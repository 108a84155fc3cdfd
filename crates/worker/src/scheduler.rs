//! Long-lived loops driving the engine.
//!
//! Three tasks run until the cancellation token fires:
//!
//! - the daily evaluator pass, once per day at `DAILY_EVALUATOR_HOUR` local
//! - the fine pass, on wall-clock multiples of `FINE_TICK_MINUTES`
//! - the delivery loop, which drains the queue while there is work and backs
//!   off exponentially while it is empty
//!
//! A pass that is still running when its next slot arrives is not stacked:
//! the fine ticker skips missed ticks and the daily loop computes its next
//! slot only after the pass returns. A worker started after today's daily
//! slot runs that day's pass immediately.

use std::sync::Arc;
use std::time::Duration;

use chrono::{DateTime, NaiveDate, NaiveTime, TimeZone, Utc};
use chrono_tz::Tz;
use tokio::task::JoinHandle;
use tokio::time::{Instant, MissedTickBehavior};
use tokio_util::sync::CancellationToken;

use crate::config::WorkerConfig;
use crate::dispatcher::{DispatchOutcome, Dispatcher};
use crate::error::EngineError;
use crate::evaluator::{Evaluator, PassSummary};

/// Shortest sleep of the delivery loop when the queue is empty.
const IDLE_BACKOFF_MIN: Duration = Duration::from_secs(1);

/// Longest sleep of the delivery loop when the queue is empty.
const IDLE_BACKOFF_MAX: Duration = Duration::from_secs(30);

/// How often abandoned `sending` claims are swept back to `pending`.
const STALE_SWEEP_INTERVAL: Duration = Duration::from_secs(60);

// ---------------------------------------------------------------------------
// Time arithmetic
// ---------------------------------------------------------------------------

/// Instant of the daily slot on local `date`.
///
/// When a DST transition skips the hour the slot moves one hour later; when
/// the hour repeats the first one is used.
fn daily_slot_on(date: NaiveDate, tz: Tz, hour: u32) -> Option<DateTime<Utc>> {
    let at = NaiveTime::from_hms_opt(hour.min(23), 0, 0).unwrap_or(NaiveTime::MIN);
    let local = date.and_time(at);
    tz.from_local_datetime(&local)
        .earliest()
        .or_else(|| tz.from_local_datetime(&(local + chrono::Duration::hours(1))).earliest())
        .map(|dt| dt.with_timezone(&Utc))
}

/// Next instant strictly after `now` at which the daily pass should run.
///
/// `hour` is local to `tz`.
pub fn next_daily_run(now: DateTime<Utc>, tz: Tz, hour: u32) -> DateTime<Utc> {
    let mut date = now.with_timezone(&tz).date_naive();

    for _ in 0..3 {
        if let Some(candidate) = daily_slot_on(date, tz, hour) {
            if candidate > now {
                return candidate;
            }
        }
        match date.succ_opt() {
            Some(next) => date = next,
            None => break,
        }
    }

    now + chrono::Duration::days(1)
}

/// Whether today's daily slot in `tz` is already behind `now`.
pub fn daily_slot_passed(now: DateTime<Utc>, tz: Tz, hour: u32) -> bool {
    let today = now.with_timezone(&tz).date_naive();
    daily_slot_on(today, tz, hour).is_some_and(|slot| slot <= now)
}

/// Next instant strictly after `now` that is a whole multiple of `period`
/// since the Unix epoch.
pub fn next_aligned_tick(now: DateTime<Utc>, period: Duration) -> DateTime<Utc> {
    let period_secs = period.as_secs().max(1) as i64;
    let next = (now.timestamp().div_euclid(period_secs) + 1) * period_secs;
    DateTime::from_timestamp(next, 0).unwrap_or(now + chrono::Duration::seconds(period_secs))
}

/// Tokio instant corresponding to a wall-clock instant (now if it has passed).
fn instant_at(at: DateTime<Utc>) -> Instant {
    let delay = (at - Utc::now()).to_std().unwrap_or(Duration::ZERO);
    Instant::now() + delay
}

// ---------------------------------------------------------------------------
// Loops
// ---------------------------------------------------------------------------

/// Run today's daily pass when the worker starts after today's slot.
///
/// Returns `None` when the slot is still ahead. The pass is idempotent, so
/// repeating a pass that already ran today enqueues nothing.
pub async fn catch_up_daily(
    evaluator: &Evaluator,
    tz: Tz,
    hour: u32,
    now: DateTime<Utc>,
) -> Result<Option<PassSummary>, EngineError> {
    if !daily_slot_passed(now, tz, hour) {
        return Ok(None);
    }
    tracing::info!(timezone = %tz, hour, "Daily slot already passed, catching up");
    evaluator.run_daily_pass(now).await.map(Some)
}

/// Run the daily evaluator pass once per local day until `cancel` fires.
pub async fn run_daily(evaluator: Arc<Evaluator>, tz: Tz, hour: u32, cancel: CancellationToken) {
    tracing::info!(timezone = %tz, hour, "Daily evaluator started");

    tokio::select! {
        _ = cancel.cancelled() => {
            tracing::info!("Daily evaluator stopping");
            return;
        }
        result = catch_up_daily(&evaluator, tz, hour, Utc::now()) => {
            if let Err(e) = result {
                tracing::error!(error = %e, "Daily catch-up pass failed");
            }
        }
    }

    loop {
        let next = next_daily_run(Utc::now(), tz, hour);
        tracing::debug!(next_run = %next, "Daily evaluator sleeping");

        tokio::select! {
            _ = cancel.cancelled() => {
                tracing::info!("Daily evaluator stopping");
                break;
            }
            _ = tokio::time::sleep_until(instant_at(next)) => {
                if let Err(e) = evaluator.run_daily_pass(Utc::now()).await {
                    tracing::error!(error = %e, "Daily evaluator pass failed");
                }
            }
        }
    }
}

/// Run the fine pass on every aligned `period` boundary until `cancel` fires.
pub async fn run_fine(evaluator: Arc<Evaluator>, period: Duration, cancel: CancellationToken) {
    let first = next_aligned_tick(Utc::now(), period);
    let mut ticker = tokio::time::interval_at(instant_at(first), period);
    ticker.set_missed_tick_behavior(MissedTickBehavior::Skip);

    tracing::info!(
        period_secs = period.as_secs(),
        first_tick = %first,
        "Fine evaluator started",
    );

    loop {
        tokio::select! {
            _ = cancel.cancelled() => {
                tracing::info!("Fine evaluator stopping");
                break;
            }
            _ = ticker.tick() => {
                if let Err(e) = evaluator.run_fine_pass(Utc::now()).await {
                    tracing::error!(error = %e, "Fine evaluator pass failed");
                }
            }
        }
    }
}

/// Drain the pending queue until `cancel` fires.
///
/// A row already claimed is always finished before the loop exits, so
/// shutdown never leaves a row in `sending`.
pub async fn run_delivery(
    dispatcher: Arc<Dispatcher>,
    stale_claim_secs: i64,
    cancel: CancellationToken,
) {
    tracing::info!(stale_claim_secs, "Delivery worker started");

    if let Err(e) = dispatcher.release_stale(stale_claim_secs).await {
        tracing::error!(error = %e, "Initial stale claim sweep failed");
    }
    let mut last_sweep = Instant::now();
    let mut idle = IDLE_BACKOFF_MIN;

    while !cancel.is_cancelled() {
        if last_sweep.elapsed() >= STALE_SWEEP_INTERVAL {
            if let Err(e) = dispatcher.release_stale(stale_claim_secs).await {
                tracing::error!(error = %e, "Stale claim sweep failed");
            }
            last_sweep = Instant::now();
        }

        let wait = match dispatcher.dispatch_next().await {
            Ok(DispatchOutcome::Idle) => {
                let wait = idle;
                idle = (idle * 2).min(IDLE_BACKOFF_MAX);
                wait
            }
            Ok(_) => {
                idle = IDLE_BACKOFF_MIN;
                continue;
            }
            Err(e) => {
                tracing::error!(error = %e, "Dispatch cycle failed");
                IDLE_BACKOFF_MAX
            }
        };

        tokio::select! {
            _ = cancel.cancelled() => break,
            _ = tokio::time::sleep(wait) => {}
        }
    }

    tracing::info!("Delivery worker stopping");
}

// ---------------------------------------------------------------------------
// Scheduler
// ---------------------------------------------------------------------------

/// Owns the engine components and spawns the loops.
pub struct Scheduler {
    evaluator: Arc<Evaluator>,
    dispatcher: Arc<Dispatcher>,
    config: WorkerConfig,
}

impl Scheduler {
    pub fn new(evaluator: Evaluator, dispatcher: Dispatcher, config: WorkerConfig) -> Self {
        Self {
            evaluator: Arc::new(evaluator),
            dispatcher: Arc::new(dispatcher),
            config,
        }
    }

    /// Spawn the daily, fine and delivery loops.
    pub fn spawn(&self, cancel: &CancellationToken) -> Vec<JoinHandle<()>> {
        vec![
            tokio::spawn(run_daily(
                Arc::clone(&self.evaluator),
                self.config.timezone,
                self.config.daily_hour,
                cancel.clone(),
            )),
            tokio::spawn(run_fine(
                Arc::clone(&self.evaluator),
                self.config.fine_tick,
                cancel.clone(),
            )),
            tokio::spawn(run_delivery(
                Arc::clone(&self.dispatcher),
                self.config.stale_claim_secs,
                cancel.clone(),
            )),
        ]
    }
}

#[cfg(test)]
mod tests {
    use super::*;

    fn utc(y: i32, m: u32, d: u32, h: u32, min: u32) -> DateTime<Utc> {
        Utc.with_ymd_and_hms(y, m, d, h, min, 0).unwrap()
    }

    #[test]
    fn daily_run_later_today() {
        let caracas: Tz = "America/Caracas".parse().unwrap();
        // 07:00 in Caracas (UTC-4).
        let next = next_daily_run(utc(2026, 2, 15, 11, 0), caracas, 8);
        assert_eq!(next, utc(2026, 2, 15, 12, 0));
    }

    #[test]
    fn daily_run_tomorrow_once_hour_has_passed() {
        let caracas: Tz = "America/Caracas".parse().unwrap();
        let next = next_daily_run(utc(2026, 2, 15, 12, 31), caracas, 8);
        assert_eq!(next, utc(2026, 2, 16, 12, 0));
    }

    #[test]
    fn daily_run_is_strictly_after_now() {
        let next = next_daily_run(utc(2026, 2, 15, 8, 0), Tz::UTC, 8);
        assert_eq!(next, utc(2026, 2, 16, 8, 0));
    }

    #[test]
    fn daily_run_shifts_past_spring_forward_gap() {
        let ny: Tz = "America/New_York".parse().unwrap();
        // 2026-03-08 02:00 local does not exist; 03:00 EDT is 07:00 UTC.
        let next = next_daily_run(utc(2026, 3, 8, 5, 0), ny, 2);
        assert_eq!(next, utc(2026, 3, 8, 7, 0));
    }

    #[test]
    fn daily_run_uses_first_of_repeated_hour() {
        let ny: Tz = "America/New_York".parse().unwrap();
        // 2026-11-01 01:00 happens twice; the EDT one is 05:00 UTC.
        let next = next_daily_run(utc(2026, 11, 1, 0, 0), ny, 1);
        assert_eq!(next, utc(2026, 11, 1, 5, 0));
    }

    #[test]
    fn slot_passed_after_local_hour() {
        let caracas: Tz = "America/Caracas".parse().unwrap();
        // 07:59 and 08:00 in Caracas.
        assert!(!daily_slot_passed(utc(2026, 2, 15, 11, 59), caracas, 8));
        assert!(daily_slot_passed(utc(2026, 2, 15, 12, 0), caracas, 8));
        assert!(daily_slot_passed(utc(2026, 2, 15, 13, 0), caracas, 8));
    }

    #[test]
    fn slot_passed_uses_local_date() {
        let caracas: Tz = "America/Caracas".parse().unwrap();
        // 02:00 UTC on the 16th is 22:00 on the 15th in Caracas.
        assert!(daily_slot_passed(utc(2026, 2, 16, 2, 0), caracas, 8));
        // 05:00 UTC on the 16th is 01:00 local, before the new day's slot.
        assert!(!daily_slot_passed(utc(2026, 2, 16, 5, 0), caracas, 8));
    }

    #[test]
    fn aligned_tick_rounds_up() {
        let now = utc(2026, 2, 15, 12, 31) + chrono::Duration::seconds(10);
        let next = next_aligned_tick(now, Duration::from_secs(300));
        assert_eq!(next, utc(2026, 2, 15, 12, 35));
    }

    #[test]
    fn aligned_tick_on_boundary_moves_to_next() {
        let next = next_aligned_tick(utc(2026, 2, 15, 12, 35), Duration::from_secs(300));
        assert_eq!(next, utc(2026, 2, 15, 12, 40));
    }

    #[test]
    fn aligned_tick_crosses_midnight() {
        let next = next_aligned_tick(utc(2026, 2, 15, 23, 58), Duration::from_secs(300));
        assert_eq!(next, utc(2026, 2, 16, 0, 0));
    }
}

ACTIVITY: Each line in the listing above either holds the string "None" or does not; state how many do, giving the number only.

RESPONSE TO THIS TASK: 3